Итак, 2–3 декабря второй соловецкий этап переправили на баржах на материк — зима была необычайно теплой, навигация затянулась. В Кеми заключенных сверили, рассортировали, погрузили в столыпинские вагоны и отправили дальше, на Ленинград. 7 декабря начальник Управления НКВД Ленинградской области Заковский[103] подписал предписание на расстрел этапа.
Самый последний документ соловецкой папки был схоронен в особом желтом конверте и скреплен круглой печатью:
АКТ
Приговор тройки УНКВД Ленинградской области в отношении осужденного к высшей мере наказания Флоренского Павла Александровича приведен в исполнение 8 декабря 1937 г., в чем составлен настоящий акт.
Комендант УНКВД Ленинградской обл., ст. лейтенант ГБ А. Поликарпов[104]
В письме с Соловков Флоренский писал: «Удел величия — страдание, страдание от внешнего мира и страдание внутреннее, от себя самого.

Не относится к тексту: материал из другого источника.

//! Sign-in flows. These are the only operations that write the session.

use serde_json::Value;
use tracing::{info, warn};

use super::{encode_body, TravelApi};
use crate::encode::{self, Attachment};
use crate::entities::{Credentials, Normalize, ProfileInput, RegisterInput, User};
use crate::error::{ApiError, ApiResult};
use crate::http::HttpMethod;
use crate::raw::{Field, Raw};
use crate::transport::HttpExecutor;

const TOKEN: Field<String> = Field::new(&["token", "access_token", "access", "accessToken"]);
const USER_OBJECT: &[&str] = &["user", "profile"];

impl<E: HttpExecutor> TravelApi<E> {
    /// Exchanges credentials for a token and stores both token and user in
    /// the session.
    pub async fn login(&self, credentials: &Credentials) -> ApiResult<User> {
        let path = self.routes.login();
        let body = encode_body(&encode::LOGIN, credentials, None, &path, "login")?;
        let payload = self.write(HttpMethod::Post, &path, Some(body), "login").await?;

        let raw = Raw::new(&payload);
        let token = TOKEN
            .get(raw)
            .filter(|token| !token.is_empty())
            .ok_or_else(|| ApiError::unexpected("login response carried no token"))?;
        let user = user_in(&payload);
        info!(user = %user.id, "signed in");
        self.session().sign_in(token, Some(user.clone()));
        Ok(user)
    }

    /// Creates an account. The session is left untouched; the caller signs
    /// in afterwards.
    pub async fn register(&self, input: &RegisterInput) -> ApiResult<User> {
        let path = self.routes.register();
        let body = encode_body(&encode::REGISTER, input, None, &path, "register")?;
        let payload = self.write(HttpMethod::Post, &path, Some(body), "register").await?;
        Ok(user_in(&payload))
    }

    /// Tells the backend about the sign-out, then clears the session whatever
    /// the backend said.
    pub async fn logout(&self) {
        if self.session().is_authenticated() {
            if let Err(err) = self.transport.send(HttpMethod::Post, &self.routes.logout(), None).await {
                warn!(error = %err, "logout request failed; clearing the session anyway");
            }
        }
        self.session().sign_out();
    }

    /// Reloads the signed-in user and refreshes the session copy.
    pub async fn fetch_profile(&self) -> Option<User> {
        let user: User = self.read_one(&self.routes.profile(), "profile").await?;
        self.session().set_user(user.clone());
        Some(user)
    }

    pub async fn update_profile(&self, input: &ProfileInput, avatar: Option<Attachment>) -> ApiResult<User> {
        let user: User = self
            .write_record(HttpMethod::Patch, &self.routes.profile(), &encode::USER, input, avatar, "profile")
            .await?;
        self.session().set_user(user.clone());
        Ok(user)
    }
}

/// The user record in an auth response: under `user`/`profile`, or the
/// payload itself.
fn user_in(payload: &Value) -> User {
    let nested = Raw::new(payload).nested_any(USER_OBJECT);
    if nested.is_empty() {
        User::from_value(payload)
    } else {
        User::normalize(nested)
    }
}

Так было, так есть и так будет. Почему это так — вполне ясно, это отставание по фазе: общества от величия и себя самого от собственного величия… Ясно, свет устроен так, что давать миру можно не иначе, как расплачиваясь за это страданиями и гонением. Чем бескорыстнее дар, тем жестче гонения и тем суровее страдания. Таков закон жизни, основная аксиома ее… За свой же дар, величие приходится расплачиваться кровью».
Что такое величие? Не знаю. Знаю лишь то, что оно есть. Есть и святость, хоть она и невидима — как невидим нимб над головой отца Павла Флоренского.